Der Gipfel wurde Anfang des 20. Jahrhunderts von französischen Bergsteigern erschlossen und zur bekannten Kletterroute entwickelt. Mehrere Erstbesteigungen prägten seine Bedeutung als Ziel für alpine Bergsteiger in dieser Epoche.
Lokale Bergführer organisieren regelmäßig geführte Besteigungen, um Besuchern traditionelle Alpinklettertechniken und Sicherheitsprotokolle beizubringen.
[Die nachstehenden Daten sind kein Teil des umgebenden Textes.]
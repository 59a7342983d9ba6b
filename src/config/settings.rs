use crate::error::{Result, SlackLogError};
use crate::severity::{DEFAULT_EMOJI, Severity};
use std::fmt;

pub const DEFAULT_USERNAME: &str = "Rust logger";

/// Raw handler arguments, before normalization
#[derive(Clone)]
pub struct HandlerOptions {
    pub api_token: String,
    pub channel: String,
    pub username: String,
    pub icon_url: Option<String>,
    pub icon_emoji: Option<String>,
    pub fail_silent: bool,
    pub ping_users: Vec<String>,
    pub ping_level: Severity,
    pub stack_trace: bool,
}

impl HandlerOptions {
    pub fn new(api_token: impl Into<String>, channel: impl Into<String>) -> Self {
        Self {
            api_token: api_token.into(),
            channel: channel.into(),
            username: DEFAULT_USERNAME.to_string(),
            icon_url: None,
            icon_emoji: None,
            fail_silent: false,
            ping_users: Vec::new(),
            ping_level: Severity::NOTSET,
            stack_trace: true,
        }
    }

    pub fn with_username(mut self, username: impl Into<String>) -> Self {
        self.username = username.into();
        self
    }

    pub fn with_icon_url(mut self, icon_url: impl Into<String>) -> Self {
        self.icon_url = Some(icon_url.into());
        self
    }

    pub fn with_icon_emoji(mut self, icon_emoji: impl Into<String>) -> Self {
        self.icon_emoji = Some(icon_emoji.into());
        self
    }

    pub fn with_fail_silent(mut self, fail_silent: bool) -> Self {
        self.fail_silent = fail_silent;
        self
    }

    /// Users to mention on records at or above `ping_level`.
    /// Names may carry a leading `@`.
    pub fn with_ping_users<I, S>(mut self, users: I, ping_level: Severity) -> Self
    where
        I: IntoIterator<Item = S>,
        S: Into<String>,
    {
        self.ping_users = users.into_iter().map(Into::into).collect();
        self.ping_level = ping_level;
        self
    }

    pub fn with_stack_trace(mut self, stack_trace: bool) -> Self {
        self.stack_trace = stack_trace;
        self
    }
}

impl fmt::Debug for HandlerOptions {
    fn fmt(&self, f: &mut fmt::Formatter<'_>) -> fmt::Result {
        f.debug_struct("HandlerOptions")
            .field("api_token", &"<redacted>")
            .field("channel", &self.channel)
            .field("username", &self.username)
            .field("icon_url", &self.icon_url)
            .field("icon_emoji", &self.icon_emoji)
            .field("fail_silent", &self.fail_silent)
            .field("ping_users", &self.ping_users)
            .field("ping_level", &self.ping_level)
            .field("stack_trace", &self.stack_trace)
            .finish()
    }
}

/// Normalized handler configuration, immutable once built
#[derive(Clone)]
pub struct HandlerConfig {
    pub api_token: String,
    /// Always starts with `#` or `@`
    pub channel: String,
    pub username: String,
    pub icon_url: Option<String>,
    pub icon_emoji: Option<String>,
    pub fail_silent: bool,
    pub ping_users: Vec<String>,
    pub ping_level: Severity,
    pub stack_trace: bool,
}

impl HandlerConfig {
    pub fn from_options(options: HandlerOptions) -> Self {
        let icon_emoji = select_icon(options.icon_url.as_deref(), options.icon_emoji);

        Self {
            api_token: options.api_token,
            channel: normalize_channel(&options.channel),
            username: options.username,
            icon_url: options.icon_url,
            icon_emoji,
            fail_silent: options.fail_silent,
            ping_users: options.ping_users,
            ping_level: options.ping_level,
            stack_trace: options.stack_trace,
        }
    }
}

impl From<HandlerOptions> for HandlerConfig {
    fn from(options: HandlerOptions) -> Self {
        Self::from_options(options)
    }
}

impl fmt::Debug for HandlerConfig {
    fn fmt(&self, f: &mut fmt::Formatter<'_>) -> fmt::Result {
        f.debug_struct("HandlerConfig")
            .field("api_token", &"<redacted>")
            .field("channel", &self.channel)
            .field("username", &self.username)
            .field("icon_url", &self.icon_url)
            .field("icon_emoji", &self.icon_emoji)
            .field("fail_silent", &self.fail_silent)
            .field("ping_users", &self.ping_users)
            .field("ping_level", &self.ping_level)
            .field("stack_trace", &self.stack_trace)
            .finish()
    }
}

/// Prefix `#` unless the channel already names a channel (`#`) or a user (`@`)
pub fn normalize_channel(channel: &str) -> String {
    if channel.starts_with('#') || channel.starts_with('@') {
        channel.to_string()
    } else {
        format!("#{}", channel)
    }
}

/// Pick the emoji icon. An explicit emoji always wins; an icon URL alone
/// leaves the emoji unset; with neither, fall back to [`DEFAULT_EMOJI`].
pub fn select_icon(icon_url: Option<&str>, icon_emoji: Option<String>) -> Option<String> {
    match (icon_emoji, icon_url) {
        (Some(emoji), _) => Some(emoji),
        (None, Some(_)) => None,
        (None, None) => Some(DEFAULT_EMOJI.to_string()),
    }
}

/// Load handler options from the environment (and `.env` if present)
pub fn load_options() -> Result<HandlerOptions> {
    // Load .env file if present
    dotenvy::dotenv().ok();
    options_from_lookup(|key| std::env::var(key).ok())
}

pub(crate) fn options_from_lookup<F>(lookup: F) -> Result<HandlerOptions>
where
    F: Fn(&str) -> Option<String>,
{
    let api_token = lookup("SLACK_LOG_API_TOKEN")
        .ok_or_else(|| SlackLogError::Config("SLACK_LOG_API_TOKEN not set".to_string()))?;
    let channel = lookup("SLACK_LOG_CHANNEL")
        .ok_or_else(|| SlackLogError::Config("SLACK_LOG_CHANNEL not set".to_string()))?;

    let mut options = HandlerOptions::new(api_token, channel);

    if let Some(username) = lookup("SLACK_LOG_USERNAME") {
        options.username = username;
    }
    options.icon_url = lookup("SLACK_LOG_ICON_URL").filter(|s| !s.is_empty());
    options.icon_emoji = lookup("SLACK_LOG_ICON_EMOJI").filter(|s| !s.is_empty());

    if let Some(value) = lookup("SLACK_LOG_FAIL_SILENT") {
        options.fail_silent = parse_bool("SLACK_LOG_FAIL_SILENT", &value)?;
    }

    if let Some(value) = lookup("SLACK_LOG_PING_USERS") {
        options.ping_users = value
            .split(',')
            .map(str::trim)
            .filter(|name| !name.is_empty())
            .map(String::from)
            .collect();
    }

    if let Some(value) = lookup("SLACK_LOG_PING_LEVEL") {
        options.ping_level = value.parse()?;
    }

    if let Some(value) = lookup("SLACK_LOG_STACK_TRACE") {
        options.stack_trace = parse_bool("SLACK_LOG_STACK_TRACE", &value)?;
    }

    Ok(options)
}

fn parse_bool(key: &str, value: &str) -> Result<bool> {
    match value.trim().to_ascii_lowercase().as_str() {
        "1" | "true" | "yes" | "on" => Ok(true),
        "0" | "false" | "no" | "off" => Ok(false),
        _ => Err(SlackLogError::Config(format!("Invalid {}: {}", key, value))),
    }
}

#[cfg(test)]
mod tests {
    use super::*;
    use std::collections::HashMap;

    #[test]
    fn test_channel_prefix_added() {
        assert_eq!(normalize_channel("alerts"), "#alerts");
        assert_eq!(normalize_channel(""), "#");
    }

    #[test]
    fn test_channel_prefix_kept() {
        assert_eq!(normalize_channel("#alerts"), "#alerts");
        assert_eq!(normalize_channel("@john.doe"), "@john.doe");
    }

    #[test]
    fn test_channel_normalization_idempotent() {
        for input in ["alerts", "#alerts", "@ops", "", "C09NU1KFXHT"] {
            let once = normalize_channel(input);
            assert_eq!(normalize_channel(&once), once);
            assert!(once.starts_with('#') || once.starts_with('@'));
        }
    }

    #[test]
    fn test_icon_default_emoji() {
        let config = HandlerConfig::from_options(HandlerOptions::new("xoxb-test", "alerts"));
        assert_eq!(config.icon_emoji.as_deref(), Some(DEFAULT_EMOJI));
        assert_eq!(config.icon_url, None);
    }

    #[test]
    fn test_icon_url_suppresses_default_emoji() {
        let config = HandlerConfig::from_options(
            HandlerOptions::new("xoxb-test", "alerts").with_icon_url("http://x"),
        );
        assert_eq!(config.icon_emoji, None);
        assert_eq!(config.icon_url.as_deref(), Some("http://x"));
    }

    #[test]
    fn test_icon_explicit_emoji() {
        let config = HandlerConfig::from_options(
            HandlerOptions::new("xoxb-test", "alerts").with_icon_emoji(":smile:"),
        );
        assert_eq!(config.icon_emoji.as_deref(), Some(":smile:"));
    }

    #[test]
    fn test_icon_both_pass_through() {
        let config = HandlerConfig::from_options(
            HandlerOptions::new("xoxb-test", "alerts")
                .with_icon_url("http://x")
                .with_icon_emoji(":smile:"),
        );
        assert_eq!(config.icon_emoji.as_deref(), Some(":smile:"));
        assert_eq!(config.icon_url.as_deref(), Some("http://x"));
    }

    #[test]
    fn test_defaults() {
        let options = HandlerOptions::new("xoxb-test", "alerts");
        assert_eq!(options.username, DEFAULT_USERNAME);
        assert!(!options.fail_silent);
        assert!(options.ping_users.is_empty());
        assert_eq!(options.ping_level, Severity::NOTSET);
        assert!(options.stack_trace);
    }

    #[test]
    fn test_debug_redacts_token() {
        let config = HandlerConfig::from_options(HandlerOptions::new("xoxb-secret", "alerts"));
        let output = format!("{:?}", config);
        assert!(!output.contains("xoxb-secret"));
        assert!(output.contains("<redacted>"));
    }

    fn lookup_from(vars: &[(&str, &str)]) -> impl Fn(&str) -> Option<String> {
        let map: HashMap<String, String> = vars
            .iter()
            .map(|(k, v)| (k.to_string(), v.to_string()))
            .collect();
        move |key| map.get(key).cloned()
    }

    #[test]
    fn test_options_from_env() {
        let options = options_from_lookup(lookup_from(&[
            ("SLACK_LOG_API_TOKEN", "xoxb-test"),
            ("SLACK_LOG_CHANNEL", "alerts"),
            ("SLACK_LOG_USERNAME", "billing-service"),
            ("SLACK_LOG_FAIL_SILENT", "true"),
            ("SLACK_LOG_PING_USERS", "alice, @bob,,"),
            ("SLACK_LOG_PING_LEVEL", "error"),
            ("SLACK_LOG_STACK_TRACE", "off"),
        ]))
        .unwrap();

        assert_eq!(options.api_token, "xoxb-test");
        assert_eq!(options.channel, "alerts");
        assert_eq!(options.username, "billing-service");
        assert!(options.fail_silent);
        assert_eq!(options.ping_users, vec!["alice", "@bob"]);
        assert_eq!(options.ping_level, Severity::ERROR);
        assert!(!options.stack_trace);
    }

    #[test]
    fn test_options_from_env_missing_token() {
        let err = options_from_lookup(lookup_from(&[("SLACK_LOG_CHANNEL", "alerts")])).unwrap_err();
        assert!(matches!(err, SlackLogError::Config(_)));
    }

    #[test]
    fn test_options_from_env_invalid_bool() {
        let err = options_from_lookup(lookup_from(&[
            ("SLACK_LOG_API_TOKEN", "xoxb-test"),
            ("SLACK_LOG_CHANNEL", "alerts"),
            ("SLACK_LOG_FAIL_SILENT", "maybe"),
        ]))
        .unwrap_err();
        assert!(err.to_string().contains("SLACK_LOG_FAIL_SILENT"));
    }
}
Besucher benötigen technische Ausrüstung wie Seile, Helme und Steigeisen, besonders beim Überqueren von Gletschern. Die beste Zeit zum Klettern ist normalerweise im Sommer, wenn die Bedingungen stabiler sind.
Von diesem Gipfel aus können Wanderer sowohl in die Oisans-Region als auch ins Maurienne-Tal blicken und haben damit zwei unterschiedliche Landschaften im Blick. Der Weg führt über die Dome de la Cochette und bietet ungewöhnliche Aussichtspunkte, die von vielen Besuchern übersehen werden.